Incidents involving marine vessels striking fixed structures, such as offshore oil platforms and abandoned wellheads, happen all the time. Just this week, a collision at sea caused bananas, avocados, and plantains to turn up on the English coast.
These impacts incur significant expenses, encompassing financial losses from damaged or lost cargo, as well as the potential for fatalities.
Researchers organized a focus group comprising Texas A&M Galveston faculty, many of whom possess prior seafaring experience, to ensure the system's practicality for seafarers. Further collaboration included industry specialists, the U.S. Navy, and the U.S. Coast Guard.
The collective expertise was instrumental in identifying essential decision-making protocols, such as determining when to yield and the appropriate degree of turn, and subsequently incorporating these into the SMART-SEA system.
Many of these collisions are caused by human error. By using data to provide seafarers with real-time instructions, we hope to reduce marine collisions.
Dr. Mirjam Fürth, Assistant Professor, Ocean Engineering, Texas A&M University
The SMART-SEA system is designed to furnish seafarers with optimal maneuvers for ensuring vessel safety, although it refrains from autonomously controlling movements.

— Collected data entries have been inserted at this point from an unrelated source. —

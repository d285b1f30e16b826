// Climate Task - Steuert den Polling-Zyklus des Klima-Monitors
use defmt::{Debug2Format, debug, error, info, warn};
use embassy_time::{Duration, Timer};
use esp_hal::delay::Delay;
use esp_hal::gpio::Flex;
use esp_hal::i2c::master::{Config as I2cConfig, I2c};
use esp_hal::time::Rate;
use esp_hal_smartled::smart_led_buffer;
use ssd1306::I2CDisplayInterface;

use esp_core::{CharacterScreen, ClimateMonitor, ClimateSensor, CycleOutcome, IntensityOutput};

use crate::config::{DISPLAY_I2C_KHZ, RMT_CLOCK_MHZ, SAMPLE_INTERVAL_MS};
use crate::hal::{DhtSensor, OledScreen, RmtLedWriter};

/// Control-Loop - Testbare Logik ohne konkrete Hardware
///
/// Ein Polling-Zyklus pro Intervall: Messung → Trend-Update → Anzeige →
/// Intensitäts-Mapping → LED. Die eigentliche Zyklus-Logik lebt in
/// [`ClimateMonitor`]; hier passiert nur Takt und Logging.
///
/// # Trait-basierte Abstraktion
/// Die generischen Parameter ermöglichen:
/// - Real Hardware (DhtSensor, OledScreen, RmtLedWriter) im Production-Code
/// - Mock Implementierungen in den Host-Tests (esp-tests)
pub async fn climate_loop<S, D, L>(mut sensor: S, mut screen: D, mut led: L) -> !
where
    S: ClimateSensor,
    D: CharacterScreen,
    L: IntensityOutput,
{
    let mut monitor = ClimateMonitor::new();

    loop {
        match monitor.run_cycle(&mut sensor, &mut screen, &mut led) {
            Ok(CycleOutcome::Sampled {
                reading,
                directive,
                intensity,
            }) => {
                info!(
                    "Humidity: {} %  Temperature: {} °C / {} °F  Heat index: {} °C / {} °F",
                    reading.humidity_percent,
                    reading.temperature_celsius,
                    reading.temperature_fahrenheit,
                    reading.heat_index_celsius,
                    reading.heat_index_fahrenheit
                );
                debug!("Trend: {}  LED level: {}", directive, intensity);
            }
            Ok(CycleOutcome::SensorFailed) => {
                warn!("Failed to read from DHT sensor");
            }
            Err(_e) => {
                error!("Failed to update display or LED");
            }
        }

        // Feste Zykluspause: einzige Zeitbasis des Control-Loops
        Timer::after(Duration::from_millis(SAMPLE_INTERVAL_MS)).await;
    }
}

/// Climate Task - Embassy Task für den Control-Loop
///
/// Übernimmt die Hardware-Initialisierung und ruft dann die testbare
/// `climate_loop()` Funktion auf.
///
/// # Parameter
/// - `dht_pin`: GPIO4 Peripheral für die DHT22 Datenleitung
/// - `i2c0`: I2C0 Peripheral für das OLED
/// - `sda`/`scl`: GPIO6/GPIO7 für den I2C-Bus
/// - `rmt_peripheral`: RMT Peripheral für das LED-Timing
/// - `led_pin`: GPIO8 Peripheral für die WS2812 Datenleitung
#[embassy_executor::task]
pub async fn climate_task(
    dht_pin: esp_hal::peripherals::GPIO4<'static>,
    i2c0: esp_hal::peripherals::I2C0<'static>,
    sda: esp_hal::peripherals::GPIO6<'static>,
    scl: esp_hal::peripherals::GPIO7<'static>,
    rmt_peripheral: esp_hal::peripherals::RMT<'static>,
    led_pin: esp_hal::peripherals::GPIO8<'static>,
) {
    // DHT22: Open-Drain Pin + blocking Delay (Single-Wire Timing)
    let sensor = DhtSensor::new(Flex::new(dht_pin), Delay::new());

    // I2C für das OLED (400 kHz Fast Mode)
    let i2c_config = I2cConfig::default().with_frequency(Rate::from_khz(DISPLAY_I2C_KHZ));
    let i2c = match I2c::new(i2c0, i2c_config) {
        Ok(i2c) => i2c.with_sda(sda).with_scl(scl),
        Err(e) => {
            error!("I2C init failed: {}", Debug2Format(&e));
            return;
        }
    };

    let screen = match OledScreen::new(I2CDisplayInterface::new(i2c)) {
        Ok(screen) => screen,
        Err(_e) => {
            error!("Display init failed");
            return;
        }
    };

    // Buffer für SmartLED Daten erstellen (1 LED)
    // Macro allokiert Speicher im richtigen Format für RMT
    let mut rmt_buffer = smart_led_buffer!(1);
    let led = RmtLedWriter::new(led_pin, rmt_peripheral, RMT_CLOCK_MHZ, &mut rmt_buffer);

    info!("Climate monitor running");
    climate_loop(sensor, screen, led).await
}
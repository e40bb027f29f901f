//! Run configuration assembled from free-form positional tokens.

use std::path::PathBuf;

use huetree_dt::{DecisionTreeConfig, RenderMode};

/// Usage line printed when a positional token is not understood.
pub const USAGE: &str = "usage: huetree [filename.txt] [code|condensed|super-brief] [depth]";

/// Sample file read when no `.txt` token is given.
pub const DEFAULT_SAMPLE_PATH: &str = "peri.txt";

/// Errors from interpreting positional tokens.
#[derive(Debug, thiserror::Error)]
pub enum ConfigError {
    /// Returned when a token is neither a render mode, a `.txt` path, nor a
    /// non-negative integer depth.
    #[error("unrecognized argument \"{token}\"")]
    InvalidToken {
        /// The offending token.
        token: String,
    },
}

/// Everything one run needs: where the samples live, how deep to grow the
/// tree, and how to print it.
#[derive(Debug, Clone, PartialEq, Eq)]
pub struct RunConfig {
    pub sample_path: PathBuf,
    pub depth: usize,
    pub render_mode: RenderMode,
}

impl Default for RunConfig {
    fn default() -> Self {
        Self {
            sample_path: PathBuf::from(DEFAULT_SAMPLE_PATH),
            depth: DecisionTreeConfig::DEFAULT_DEPTH,
            render_mode: RenderMode::default(),
        }
    }
}

impl RunConfig {
    /// Apply `tokens` left to right over the defaults; a later token of the
    /// same kind overrides an earlier one.
    ///
    /// # Errors
    ///
    /// Returns [`ConfigError::InvalidToken`] for the first token that is not
    /// a render mode, does not end in `.txt`, and is not a non-negative
    /// integer.
    pub fn from_tokens<S: AsRef<str>>(tokens: &[S]) -> Result<Self, ConfigError> {
        let mut config = Self::default();
        for token in tokens {
            let token = token.as_ref();
            if let Ok(mode) = token.parse::<RenderMode>() {
                config.render_mode = mode;
            } else if token.ends_with(".txt") {
                config.sample_path = PathBuf::from(token);
            } else {
                config.depth = token.parse().map_err(|_| ConfigError::InvalidToken {
                    token: token.to_string(),
                })?;
            }
        }
        Ok(config)
    }
}
//! Batch classification.

use rayon::iter::{IntoParallelIterator, ParallelIterator};

use crate::color::ColorClass;
use crate::confusion::ConfusionMatrix;
use crate::error::DtError;
use crate::sample::Sample;
use crate::tree::DecisionTree;

impl DecisionTree {
    /// Classify a batch of samples in parallel, preserving input order.
    #[must_use]
    pub fn classify_batch(&self, samples: &[Sample]) -> Vec<ColorClass> {
        samples
            .into_par_iter()
            .map(|sample| self.classify(sample))
            .collect()
    }

    /// Compare the tree's predictions against the samples' own labels.
    ///
    /// # Errors
    ///
    /// Returns [`DtError::EmptyDataset`] when `samples` is empty.
    pub fn evaluate(&self, samples: &[Sample]) -> Result<ConfusionMatrix, DtError> {
        let truth: Vec<ColorClass> = samples.iter().map(Sample::label).collect();
        let predicted = self.classify_batch(samples);
        ConfusionMatrix::from_labels(&truth, &predicted)
    }
}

While SMART-SEA delivers this information visually on a dashboard, the seafarer retains full control over decision-making and vessel steering.
SMART-SEA generates maneuvering advice by utilizing two primary data inputs: unprocessed radar imagery and an assessment of vessel maneuverability.
This maneuverability is determined through a multi-level model incorporating seafarer expertise, advanced computational fluid dynamics simulations, and machine learning algorithms trained on historical vessel movement patterns.
The unprocessed radar images undergo processing via a machine learning utility designed to pinpoint and categorize static objects in the vessel's vicinity.
Following this identification, the system factors in the vessel's maneuverability characteristics and the seafarer's proficiency level to propose the most secure course of action for the vessel.
The research team conducted trials of SMART-SEA on the Texas A&M research vessel “Trident.” Initial findings from these tests indicate that the prototype holds promise for mitigating marine collisions.
SMART-SEA possesses the capability to identify stationary objects irrespective of weather conditions. Furthermore, seafarers are afforded the flexibility to select their preferred method for receiving this information, choosing between visual displays, auditory alerts, or a combination of both.
I do think SMART-SEA could reduce marine collisions and possibly pave the way for more autonomous vessels.
Dr. Mirjam Fürth, Assistant Professor, Ocean Engineering, Texas A&M University
Researchers are seeking additional funding to expand SMART-SEA testing to other vessels and implement system enhancements. Fürth suggests that the system's economical nature could facilitate its adaptation for recreational vessels, potentially reducing boating accidents.
I hope we get to continue this research in the future. I think we just scratched the surface.
Dr. Mirjam Fürth, Assistant Professor, Ocean Engineering, Texas A&M University
Journal Reference:
Deng, A. et al. (2025) SMART-SEA: Ship collision avoidance of stationary structures through integrated machine learning radar image detection and high fidelity maneuvering models. Process Safety and Environmental Protection. DOI:10.1016/j.psep.2025.107688.